Although full details on the new rule’s implementation have yet to be revealed, the attempt to lower the barrier to home ownership appears aimed at boosting sales in third and fourth tier cities where inventories of unsold housing remain at record levels.
And while adjusting downpayment levels has historically been the most effective way of regulating demand in the Chinese market, there are still a number of questions regarding how effective this rule change will be in helping the government to make good on its vow to “destock” its lower tier cities of unwanted homes.
First Tier Cities Excluded From Downpayment Cut
The lower downpayment levels exclude home sales in China’s first tier cities of Beijing, Shanghai, Shenzhen and Guangzhou where home prices have climbed sharply in the last year as sales recover.
The announcement, which was posted on the central bank’s website on February 2nd, specified that buyers of additional homes need not have repaid their first mortgage to qualify for the lower downpayments. The move could be interpreted as welcoming China’s wealthy class of real estate speculators back into lower tier markets.
While sales in China’s first tier cities recovered strongly in the second half of last year, lower tier cities are still faced with mounting inventories, according to recent research by JLL.
This latest reduction in downpayments is the third such move in the last year, after China cut downpayments for buyers of additional homes from 60 percent to 40 percent in March 2015. That move was followed by a reduction of the minimum downpayment for first time buyers in lower tier cities from 30 percent to 25 percent in September. The September rule changes also allowed buyers of additional homes who had paid off their mortgages to put down only 20 percent on their new home purchases, rather than 30 percent as had been required earlier.
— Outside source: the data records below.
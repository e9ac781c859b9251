//! # Pricegate Core
//!
//! Quote resolution engine: turns a human-supplied instrument symbol into a
//! normalized price (and recent daily history when available) by walking an
//! ordered chain of unreliable, rate-limited public quote providers.
//!
//! ## Modules
//!
//! | Module | Description |
//! |--------|-------------|
//! | [`adapters`] | Yahoo chart, Stooq and CoinGecko providers |
//! | [`analytics`] | Close-series summary (change, volatility, risk bucket) |
//! | [`cache`] | LRU response cache keyed by final outbound URL |
//! | [`config`] | Engine configuration and `PRICEGATE_*` variables |
//! | [`data_source`] | Provider trait and failure taxonomy |
//! | [`domain`] | Symbol, asset class, quote and history models |
//! | [`engine`] | Wired engine used by the server |
//! | [`error`] | Validation and resolution errors |
//! | [`forward`] | Allow-listed request forwarding |
//! | [`http_client`] | HTTP transport abstraction |
//! | [`relay`] | Relay wrapping and primary/fallback rotation |
//! | [`resolver`] | Ordered provider fallback |
//! | [`retry`] | Rate-limit retry with backoff |
//! | [`source`] | Provider identifiers |
//! | [`symbol_map`] | Per-provider symbol spelling |
//!
//! ## Architecture
//!
//! ```text
//! raw symbol
//!     │
//!     ▼
//! ┌──────────────────┐   classify + translate
//! │ FallbackResolver │──────────────────────────┐
//! └────────┬─────────┘                          │
//!          │ first success wins                 ▼
//!          ▼                           ┌─────────────────┐
//! ┌──────────────────┐                 │ QuoteProvider   │
//! │ RelayRotator     │◀────────────────│ yahoo/stooq/cg  │
//! └────────┬─────────┘                 └─────────────────┘
//!          │
//!          ▼
//! ┌──────────────────┐     ┌──────────────────┐
//! │ ResponseCache    │────▶│ RetryPolicy +    │
//! │ (by final URL)   │     │ HttpClient       │
//! └──────────────────┘     └──────────────────┘
//! ```
//!
//! ## Quick Start
//!
//! ```rust,ignore
//! use pricegate_core::{Engine, EngineConfig};
//!
//! let engine = Engine::new(EngineConfig::from_env()?);
//! let resolution = engine.resolve("^GSPC").await?;
//! println!("{} via {}", resolution.quote.price.unwrap_or_default(), resolution.source());
//! ```

pub mod adapters;
pub mod analytics;
pub mod cache;
pub mod config;
pub mod data_source;
pub mod domain;
pub mod engine;
pub mod error;
pub mod forward;
pub mod http_client;
pub mod relay;
pub mod resolver;
pub mod retry;
pub mod source;
pub mod symbol_map;

pub use adapters::{CoingeckoAdapter, StooqAdapter, YahooChartAdapter};
pub use analytics::{close_points, HistoryPoint, PriceSummary, RiskLevel};
pub use cache::{CacheStats, ResponseCache};
pub use config::EngineConfig;
pub use data_source::{QuoteProvider, QuoteRequest, SourceError, SourceErrorKind};
pub use domain::{classify, AssetClass, PriceHistory, Quote, Symbol};
pub use engine::Engine;
pub use error::{ResolveError, ValidationError};
pub use forward::{AllowList, ForwardPayload, ForwardRequest, ForwardResponse, Forwarder};
pub use http_client::{HttpClient, HttpMethod, HttpRequest, HttpResponse, ReqwestHttpClient};
pub use relay::{Relay, RelayRotator};
pub use resolver::{FallbackAttempt, FallbackResolver, ProviderChains, Resolution, ResolveFailure};
pub use retry::{Backoff, RetryPolicy};
pub use source::ProviderId;
pub use symbol_map::translate;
Each of these previous downpayment reductions led to a spurt in home sales in the month following the policy change, but the introduction of a third round of downpayment cuts indicates that lowering this threshold has not yet helped the government to achieve its destocking goals.
Lower Downpayments Do Not Equal Affordability
By excluding larger cities from the lower downpayment levels, China appears to be keeping with its goals of clearing out excess housing inventory in lower tier cities – an overhang that is seen stifling real estate investment and pulling down economic growth.
Real estate has long been a pillar of China’s economy, but growth in investment in the sector slipped to one percent last year, its slowest pace since February 2009, according to data from the National Bureau of Statistics.
While lowering downpayments should give the market a boost in the next month or two, the longer term success of this measure will depend to no small extent on the economic health of the country’s smaller cities.
While growth in the service sector is giving a boost to cities like Shanghai and Shenzhen, the economies of many smaller cities in China continue to be based around manufacturing for export.
Unfortunately for these communities, China’s manufacturing sector has been on a losing streak of late. The country’s official manufacturing purchasing manager’s index (PMI) slid to 49.4 in January from 49.7 in December. This first batch of results for 2016 were the weakest for the measure of factory activity since 2012, and marked the sixth straight month of declines.
With housing demand depending heavily on the availability and stability of jobs, and unless someone can develop a plan to rebuild Changzhou’s economy around financial services, rekindling home sales in third and fourth tier cities may require more than just lower downpayments. Rebuilding the housing industry in China’s smaller cities will require better use of manufacturing resources and stronger overall health in the sector.